Uncharted is Chart Attack's showcase of independent Canadian artists we think you should hear. This week, Arbutus Records singer/songwriter Lydia Ainsworth explains how learning to collaborate with others helped her develop a sound all her own.
Lydia Ainsworth's remarkably accomplished debut LP instantly establishes her on the precipice of quasi-mystical electronic music and soaring, orchestrated indie pop, but talking to the Montreal singer/songwriter about her musical history gives the impression that she’s come this far almost serendipitously.
At age ten, Ainsworth was sent home from school with a cello. Even though she played it poorly, she still considers it a lucky break; it ultimately opened her up to a future in music. By high school she was scoring her friends’ film projects, an interest she took with her to McGill, and then to NYU, thanks to a grant from the Canada Council For The Arts. While studying film scoring at NYU, it wasn't her individual talent that shone through, but her ability to take direction from her collaborators. She describes the process of composing for someone else’s film as one of learning to let go: “You have to understand that it’s not your baby, it’s theirs.”
Ainsworth’s solo debut, Right From Real, is very much her own baby. It’s a stunning debut, remarkable enough for its craft, but also for maintaining incredible confidence and focus throughout its eight songs. Working as a frequent collaborator has made her a more malleable performer. Surprisingly, the icy electronics never clash with the warmth of the string instruments. Instead, they meet at a soft, diffused point, a quality I describe as “balanced,” but one that she attributes to intuition.
As we spoke in the Arbutus Records offices at Pop Montreal, it quickly became apparent that Right From Real’s development from an idea to a fully-fledged album was not serendipitous at all. It was tied to her growth as an artist.
Is the cello still your primary instrument?
Lydia Ainsworth: No, it’s not at all. I've barely played in like five years. Just off and on. But I think it’s helped me understand composing for string instruments, especially since when you’re really bad at cello you get put at the back of the orchestra. That perspective was really interesting for me. It was very easy for me to let the cello go. It was very painful to play. I had the wrong, most terrible technique. My bow hand would be all crooked and painful. Now I write with piano.
What made you want to write a pop record?
I’ve always loved pop. I grew up listening to it my whole life.
When you’re really bad at cello you get put at the back of the orchestra. That perspective was really interesting for me.
I was studying with a composition teacher who was also a vocalist in New York. I started writing a lot with my voice. A friend asked me to perform at a party of his, and I didn’t have any material, so I wrote a couple of songs for that. That was my first foray into songwriting. I performed them with a little orchestra, and it was just so much fun.
I read that you wrote this album in secret. Why's that?
It was something I didn’t feel like sharing at the time because I didn’t know where it was headed and I didn’t feel comfortable sharing the demos at the stage that they were in. It was really only after they were mastered that I started sharing them. As I started to perform and started to collect more and more songs I became more passionate about completing it as an album.

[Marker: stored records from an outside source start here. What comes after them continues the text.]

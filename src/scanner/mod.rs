//! Scanner module for path enumeration and file fingerprinting.
//!
//! This module provides:
//! - Single-threaded directory walking with a stable discovery order
//! - Streaming MD5/SHA-1 fingerprints computed in one read pass
//!
//! # Architecture
//!
//! - [`walker`]: root resolution and file discovery
//! - [`hasher`]: digest configuration and fingerprint computation
//!
//! # Example
//!
//! ```no_run
//! use dupcleaner::scanner::{fingerprint_file, DigestConfig, Walker};
//! use std::path::PathBuf;
//!
//! let walker = Walker::new(vec![PathBuf::from(".")], true);
//! let digests = DigestConfig::new(true, false);
//! for path in walker.collect_files() {
//!     let fp = fingerprint_file(&path, digests).unwrap();
//!     println!("{} {}", fp.md5_hex(), path.display());
//! }
//! ```

pub mod hasher;
pub mod walker;

use std::path::PathBuf;
use std::time::SystemTime;

pub use hasher::{fingerprint_file, DigestConfig, Fingerprint, BLOCK_SIZE};
pub use walker::Walker;

/// Filesystem metadata snapshot for one file, queried on demand.
///
/// Listings query this at render time instead of caching metadata from the
/// scan, so sizes and timestamps always reflect current storage state.
#[derive(Debug, Clone)]
pub struct FileDetails {
    /// File size in bytes.
    pub size: u64,
    /// Creation time. Falls back to the modification time on filesystems
    /// that do not report it.
    pub created: SystemTime,
    /// Last modification time.
    pub modified: SystemTime,
}

impl FileDetails {
    /// Query the current metadata for `path`.
    ///
    /// A file that vanished since discovery yields zero size and epoch
    /// timestamps rather than an error; the listing must not fail because
    /// one entry disappeared mid-session.
    #[must_use]
    pub fn query(path: &std::path::Path) -> Self {
        match std::fs::metadata(path) {
            Ok(meta) => {
                let modified = meta.modified().unwrap_or(SystemTime::UNIX_EPOCH);
                Self {
                    size: meta.len(),
                    created: meta.created().unwrap_or(modified),
                    modified,
                }
            }
            Err(e) => {
                log::debug!("Failed to stat {}: {}", path.display(), e);
                Self {
                    size: 0,
                    created: SystemTime::UNIX_EPOCH,
                    modified: SystemTime::UNIX_EPOCH,
                }
            }
        }
    }
}

/// Errors that can occur while reading a file for fingerprinting.
///
/// These are fatal to the run: aborting before any deletion happens is
/// safer than silently grouping a partially-read file.
#[derive(thiserror::Error, Debug)]
pub enum HashError {
    /// The file was not found (removed between discovery and hashing).
    #[error("File not found: {0}")]
    NotFound(PathBuf),

    /// Permission was denied when reading the file.
    #[error("Permission denied: {0}")]
    PermissionDenied(PathBuf),

    /// An I/O error occurred while reading the file.
    #[error("I/O error for {path}: {source}")]
    Io {
        /// Path where the error occurred
        path: PathBuf,
        /// The underlying I/O error
        #[source]
        source: std::io::Error,
    },
}

impl HashError {
    /// Classify an I/O error against the path being hashed.
    #[must_use]
    pub fn from_io(path: &std::path::Path, source: std::io::Error) -> Self {
        match source.kind() {
            std::io::ErrorKind::NotFound => Self::NotFound(path.to_path_buf()),
            std::io::ErrorKind::PermissionDenied => Self::PermissionDenied(path.to_path_buf()),
            _ => Self::Io {
                path: path.to_path_buf(),
                source,
            },
        }
    }
}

Is there an underlying concept to Right From Real?
When I set out, there wasn’t, but over time it developed this common thread of trying to see the magic in the mundane. I think the title, Right From Real, embodies that.
The colour of malachite permeates a lot of the visual elements of the record, from the song "Malachite" to the album artwork. Was that planned?
No, but the limited edition release of the vinyl will have a malachite swirl. It’s green and black. It’s going to be awesome!
You've written for contemporary dance and the video for “Malachite” features a lot of dance and movement in it. Do you consider movement when you're writing a song?
Not really. I begin with a melody, always. For the songs on the record, all of them varied. For some of them, when I was working on the production and it wasn’t really going my way, I would watch the songs to certain video clips online. That actually did help me with getting the groove. I wasn’t looking at dance, though. Visual things did help. Actually there was one clip, “Pas de deux,” which is an animation by Norman McLaren that features two dancers. For “White Shadows” I was watching “Pas de deux” over and over again, and that was really inspiring to get the mood of the song. I guess dance does somewhat influence the sound of the record [laughs].
Listening to the record, there seems to be a fine balance between strings and samples. Were you trying to achieve that?
I always imagined performing the songs with strings. I wanted some kind of string element in the songs. It was never an issue of thinking of balance, but people have mentioned that to me: “oh I really like the balance.” That’s an interesting comment to me, because balance wasn’t a factor when I was writing the record at all. I just went for what felt good with the instrumentation. It was just intuitive.